*Your instructions*: Give again, word for word, each line below starting at the one that contains "The labels as" and ending at the one that contains "describe all metrics.".

Stored data entries
++++++++++++++++++++

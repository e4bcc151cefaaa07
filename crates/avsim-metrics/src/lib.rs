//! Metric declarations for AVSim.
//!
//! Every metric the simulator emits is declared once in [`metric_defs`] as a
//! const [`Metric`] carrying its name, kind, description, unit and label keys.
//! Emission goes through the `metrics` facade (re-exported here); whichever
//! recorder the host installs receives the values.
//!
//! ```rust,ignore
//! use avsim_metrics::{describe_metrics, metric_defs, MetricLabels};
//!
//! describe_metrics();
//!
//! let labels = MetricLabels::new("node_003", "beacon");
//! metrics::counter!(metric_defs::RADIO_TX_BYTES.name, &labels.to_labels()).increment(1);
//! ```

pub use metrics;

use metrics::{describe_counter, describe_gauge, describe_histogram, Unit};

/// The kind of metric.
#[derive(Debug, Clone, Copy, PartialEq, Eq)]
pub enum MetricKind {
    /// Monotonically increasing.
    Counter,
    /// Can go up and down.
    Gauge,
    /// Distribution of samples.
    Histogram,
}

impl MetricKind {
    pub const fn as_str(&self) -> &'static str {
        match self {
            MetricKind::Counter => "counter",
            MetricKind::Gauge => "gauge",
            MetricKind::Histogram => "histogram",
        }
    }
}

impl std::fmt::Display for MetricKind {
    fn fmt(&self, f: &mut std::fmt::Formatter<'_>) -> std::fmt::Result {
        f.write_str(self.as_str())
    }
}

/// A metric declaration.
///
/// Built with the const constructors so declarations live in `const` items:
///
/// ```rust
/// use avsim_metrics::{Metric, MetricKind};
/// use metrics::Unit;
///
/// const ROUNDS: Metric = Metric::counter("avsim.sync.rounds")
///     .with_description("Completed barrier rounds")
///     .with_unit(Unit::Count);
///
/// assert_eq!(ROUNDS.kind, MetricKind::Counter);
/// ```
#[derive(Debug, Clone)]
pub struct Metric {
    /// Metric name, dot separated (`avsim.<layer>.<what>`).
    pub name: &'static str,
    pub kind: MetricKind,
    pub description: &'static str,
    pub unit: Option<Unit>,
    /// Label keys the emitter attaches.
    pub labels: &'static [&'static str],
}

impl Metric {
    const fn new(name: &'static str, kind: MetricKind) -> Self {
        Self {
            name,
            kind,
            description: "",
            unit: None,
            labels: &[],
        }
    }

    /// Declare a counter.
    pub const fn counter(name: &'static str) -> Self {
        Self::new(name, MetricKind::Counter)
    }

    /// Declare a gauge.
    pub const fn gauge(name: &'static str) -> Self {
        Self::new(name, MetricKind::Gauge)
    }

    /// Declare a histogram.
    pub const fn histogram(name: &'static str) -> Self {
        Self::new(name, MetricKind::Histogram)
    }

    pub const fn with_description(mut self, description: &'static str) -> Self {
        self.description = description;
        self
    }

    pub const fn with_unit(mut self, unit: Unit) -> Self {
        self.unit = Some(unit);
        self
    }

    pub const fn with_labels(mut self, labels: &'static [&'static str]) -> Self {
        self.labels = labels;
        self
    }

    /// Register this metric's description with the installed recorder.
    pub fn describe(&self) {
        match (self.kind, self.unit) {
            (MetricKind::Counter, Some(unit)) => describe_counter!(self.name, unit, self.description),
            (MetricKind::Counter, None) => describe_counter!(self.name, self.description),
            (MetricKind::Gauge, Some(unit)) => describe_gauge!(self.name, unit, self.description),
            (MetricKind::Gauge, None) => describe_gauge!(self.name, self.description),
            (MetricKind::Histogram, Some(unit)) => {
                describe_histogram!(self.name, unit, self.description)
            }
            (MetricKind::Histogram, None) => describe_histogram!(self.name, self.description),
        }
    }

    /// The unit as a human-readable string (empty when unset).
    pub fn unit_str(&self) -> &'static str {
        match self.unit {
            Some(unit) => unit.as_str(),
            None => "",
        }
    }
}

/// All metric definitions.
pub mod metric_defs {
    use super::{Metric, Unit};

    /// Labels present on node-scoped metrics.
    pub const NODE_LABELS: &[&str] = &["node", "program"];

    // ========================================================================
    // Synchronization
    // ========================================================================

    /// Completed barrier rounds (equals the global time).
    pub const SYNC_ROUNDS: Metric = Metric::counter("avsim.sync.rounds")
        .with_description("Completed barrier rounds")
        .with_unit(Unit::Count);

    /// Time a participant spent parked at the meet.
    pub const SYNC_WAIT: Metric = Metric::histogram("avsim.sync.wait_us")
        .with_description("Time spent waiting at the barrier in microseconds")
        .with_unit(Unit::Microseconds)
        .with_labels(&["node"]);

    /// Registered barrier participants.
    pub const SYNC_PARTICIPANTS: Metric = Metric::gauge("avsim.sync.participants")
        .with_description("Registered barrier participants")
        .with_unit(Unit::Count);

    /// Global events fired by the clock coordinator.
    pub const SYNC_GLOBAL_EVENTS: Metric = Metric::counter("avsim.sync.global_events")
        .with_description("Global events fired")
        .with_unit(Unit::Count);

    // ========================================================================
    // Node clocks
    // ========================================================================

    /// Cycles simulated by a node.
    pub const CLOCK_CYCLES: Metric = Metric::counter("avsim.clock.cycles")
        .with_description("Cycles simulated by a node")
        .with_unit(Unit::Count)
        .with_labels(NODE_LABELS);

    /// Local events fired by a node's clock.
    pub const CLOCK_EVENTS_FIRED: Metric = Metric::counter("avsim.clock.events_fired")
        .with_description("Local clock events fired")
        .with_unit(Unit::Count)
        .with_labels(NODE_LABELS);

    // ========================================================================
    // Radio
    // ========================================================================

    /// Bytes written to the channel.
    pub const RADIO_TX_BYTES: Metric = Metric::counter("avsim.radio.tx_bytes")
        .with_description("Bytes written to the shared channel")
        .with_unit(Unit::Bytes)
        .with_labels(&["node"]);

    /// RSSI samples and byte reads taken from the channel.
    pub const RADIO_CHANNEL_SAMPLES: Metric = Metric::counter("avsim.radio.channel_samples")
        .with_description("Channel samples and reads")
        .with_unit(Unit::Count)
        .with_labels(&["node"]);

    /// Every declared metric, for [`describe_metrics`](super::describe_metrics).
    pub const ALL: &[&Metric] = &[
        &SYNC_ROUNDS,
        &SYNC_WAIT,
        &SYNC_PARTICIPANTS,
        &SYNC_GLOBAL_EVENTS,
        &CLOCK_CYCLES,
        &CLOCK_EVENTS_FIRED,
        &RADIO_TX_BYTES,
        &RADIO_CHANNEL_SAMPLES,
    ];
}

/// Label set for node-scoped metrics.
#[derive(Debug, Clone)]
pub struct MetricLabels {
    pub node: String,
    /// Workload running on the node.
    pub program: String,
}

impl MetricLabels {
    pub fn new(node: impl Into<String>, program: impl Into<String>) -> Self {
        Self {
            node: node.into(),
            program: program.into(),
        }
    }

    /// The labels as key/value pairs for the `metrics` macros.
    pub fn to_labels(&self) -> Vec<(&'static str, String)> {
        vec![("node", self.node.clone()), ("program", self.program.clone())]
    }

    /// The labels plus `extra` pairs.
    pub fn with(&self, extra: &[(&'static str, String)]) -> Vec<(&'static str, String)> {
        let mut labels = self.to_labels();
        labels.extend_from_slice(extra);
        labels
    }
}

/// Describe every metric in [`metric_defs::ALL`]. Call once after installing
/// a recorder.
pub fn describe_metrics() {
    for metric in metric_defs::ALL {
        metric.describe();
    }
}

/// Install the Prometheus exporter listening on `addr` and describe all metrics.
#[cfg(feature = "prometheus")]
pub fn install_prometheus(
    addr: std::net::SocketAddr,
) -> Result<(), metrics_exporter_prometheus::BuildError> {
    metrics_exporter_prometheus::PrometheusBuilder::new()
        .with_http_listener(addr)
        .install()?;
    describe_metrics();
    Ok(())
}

++++++++++++++++++++

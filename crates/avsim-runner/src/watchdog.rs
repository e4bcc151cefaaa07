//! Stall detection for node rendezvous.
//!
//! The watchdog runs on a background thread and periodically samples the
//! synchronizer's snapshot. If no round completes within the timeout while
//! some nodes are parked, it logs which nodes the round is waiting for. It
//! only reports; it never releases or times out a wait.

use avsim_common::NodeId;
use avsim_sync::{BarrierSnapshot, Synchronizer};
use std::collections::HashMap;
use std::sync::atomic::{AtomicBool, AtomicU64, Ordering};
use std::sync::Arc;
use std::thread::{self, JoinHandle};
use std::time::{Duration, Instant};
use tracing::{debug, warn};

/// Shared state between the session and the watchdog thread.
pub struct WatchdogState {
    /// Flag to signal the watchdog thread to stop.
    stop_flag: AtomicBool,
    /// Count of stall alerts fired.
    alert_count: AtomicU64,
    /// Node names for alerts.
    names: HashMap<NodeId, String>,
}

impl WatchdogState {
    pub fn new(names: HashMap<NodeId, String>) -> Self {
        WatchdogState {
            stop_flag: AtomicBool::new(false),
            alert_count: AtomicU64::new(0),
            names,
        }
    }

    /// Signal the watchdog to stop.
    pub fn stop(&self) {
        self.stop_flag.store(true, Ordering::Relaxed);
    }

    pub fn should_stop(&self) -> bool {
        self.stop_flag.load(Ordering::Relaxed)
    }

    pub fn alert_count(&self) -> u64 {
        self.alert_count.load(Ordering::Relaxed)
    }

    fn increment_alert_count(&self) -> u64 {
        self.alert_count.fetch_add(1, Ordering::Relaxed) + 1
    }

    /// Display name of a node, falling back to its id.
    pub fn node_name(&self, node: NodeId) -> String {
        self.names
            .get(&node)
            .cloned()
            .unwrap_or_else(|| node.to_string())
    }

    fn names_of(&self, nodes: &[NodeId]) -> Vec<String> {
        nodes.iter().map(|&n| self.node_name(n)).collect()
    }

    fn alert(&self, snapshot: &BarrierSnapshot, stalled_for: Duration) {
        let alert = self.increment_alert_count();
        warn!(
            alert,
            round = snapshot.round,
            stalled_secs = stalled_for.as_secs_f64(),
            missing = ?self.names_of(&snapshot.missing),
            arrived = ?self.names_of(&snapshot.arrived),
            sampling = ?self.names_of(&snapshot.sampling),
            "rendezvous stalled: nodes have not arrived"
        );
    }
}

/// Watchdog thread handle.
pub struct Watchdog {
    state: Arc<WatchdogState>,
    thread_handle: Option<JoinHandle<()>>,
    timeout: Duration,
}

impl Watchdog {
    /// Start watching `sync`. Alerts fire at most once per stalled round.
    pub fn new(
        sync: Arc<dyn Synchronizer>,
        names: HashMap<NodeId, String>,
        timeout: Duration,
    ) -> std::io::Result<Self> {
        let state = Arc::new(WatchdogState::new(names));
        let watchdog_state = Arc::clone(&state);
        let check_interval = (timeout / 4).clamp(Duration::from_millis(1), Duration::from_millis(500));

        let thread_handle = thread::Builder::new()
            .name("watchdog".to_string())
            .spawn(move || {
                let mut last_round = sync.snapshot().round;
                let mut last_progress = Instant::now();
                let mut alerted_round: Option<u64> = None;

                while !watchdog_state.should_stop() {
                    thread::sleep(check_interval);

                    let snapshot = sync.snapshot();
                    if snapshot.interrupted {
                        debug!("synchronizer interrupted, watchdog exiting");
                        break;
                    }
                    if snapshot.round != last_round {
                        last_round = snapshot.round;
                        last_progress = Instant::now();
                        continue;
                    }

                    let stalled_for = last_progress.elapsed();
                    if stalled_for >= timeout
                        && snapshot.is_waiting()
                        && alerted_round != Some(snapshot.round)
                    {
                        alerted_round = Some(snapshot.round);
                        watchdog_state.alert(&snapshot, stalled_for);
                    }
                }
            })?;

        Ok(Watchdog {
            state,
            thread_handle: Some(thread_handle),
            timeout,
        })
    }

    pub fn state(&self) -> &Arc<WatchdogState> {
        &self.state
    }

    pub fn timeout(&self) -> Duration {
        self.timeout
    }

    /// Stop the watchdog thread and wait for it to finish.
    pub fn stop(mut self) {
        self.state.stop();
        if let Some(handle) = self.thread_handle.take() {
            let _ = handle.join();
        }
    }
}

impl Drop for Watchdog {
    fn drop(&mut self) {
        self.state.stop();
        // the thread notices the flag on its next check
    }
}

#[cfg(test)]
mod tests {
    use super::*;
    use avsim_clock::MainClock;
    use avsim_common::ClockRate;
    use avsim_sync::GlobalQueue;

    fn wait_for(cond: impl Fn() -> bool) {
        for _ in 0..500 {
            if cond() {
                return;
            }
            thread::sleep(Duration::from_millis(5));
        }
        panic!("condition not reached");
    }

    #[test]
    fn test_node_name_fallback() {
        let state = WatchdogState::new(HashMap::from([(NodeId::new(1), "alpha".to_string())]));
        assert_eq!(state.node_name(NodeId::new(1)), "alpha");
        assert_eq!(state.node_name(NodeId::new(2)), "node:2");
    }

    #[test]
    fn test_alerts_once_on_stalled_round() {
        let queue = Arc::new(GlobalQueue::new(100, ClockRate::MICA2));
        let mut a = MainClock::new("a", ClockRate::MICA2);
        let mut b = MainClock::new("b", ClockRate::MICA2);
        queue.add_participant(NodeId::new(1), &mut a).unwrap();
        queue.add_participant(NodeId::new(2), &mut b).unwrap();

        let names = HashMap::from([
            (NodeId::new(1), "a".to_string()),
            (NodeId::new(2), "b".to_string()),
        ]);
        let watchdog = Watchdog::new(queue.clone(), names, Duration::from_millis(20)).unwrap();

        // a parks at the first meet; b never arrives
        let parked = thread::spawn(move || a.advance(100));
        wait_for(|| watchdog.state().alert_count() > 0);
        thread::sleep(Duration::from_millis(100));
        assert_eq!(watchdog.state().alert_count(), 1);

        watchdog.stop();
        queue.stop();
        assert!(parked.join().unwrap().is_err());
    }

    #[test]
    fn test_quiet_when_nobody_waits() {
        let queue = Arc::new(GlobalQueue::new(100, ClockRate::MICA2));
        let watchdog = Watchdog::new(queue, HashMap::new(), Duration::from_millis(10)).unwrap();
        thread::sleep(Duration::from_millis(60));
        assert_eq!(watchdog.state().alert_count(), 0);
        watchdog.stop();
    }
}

++++++++++++++++++++

*Exercise output*:
    /// The labels as key/value pairs for the `metrics` macros.
    pub fn to_labels(&self) -> Vec<(&'static str, String)> {
        vec![("node", self.node.clone()), ("program", self.program.clone())]
    }

    /// The labels plus `extra` pairs.
    pub fn with(&self, extra: &[(&'static str, String)]) -> Vec<(&'static str, String)> {
        let mut labels = self.to_labels();
        labels.extend_from_slice(extra);
        labels
    }
}

/// Describe every metric in [`metric_defs::ALL`]. Call once after installing
/// a recorder.
pub fn describe_metrics() {
    for metric in metric_defs::ALL {
        metric.describe();
    }
}

/// Install the Prometheus exporter listening on `addr` and describe all metrics.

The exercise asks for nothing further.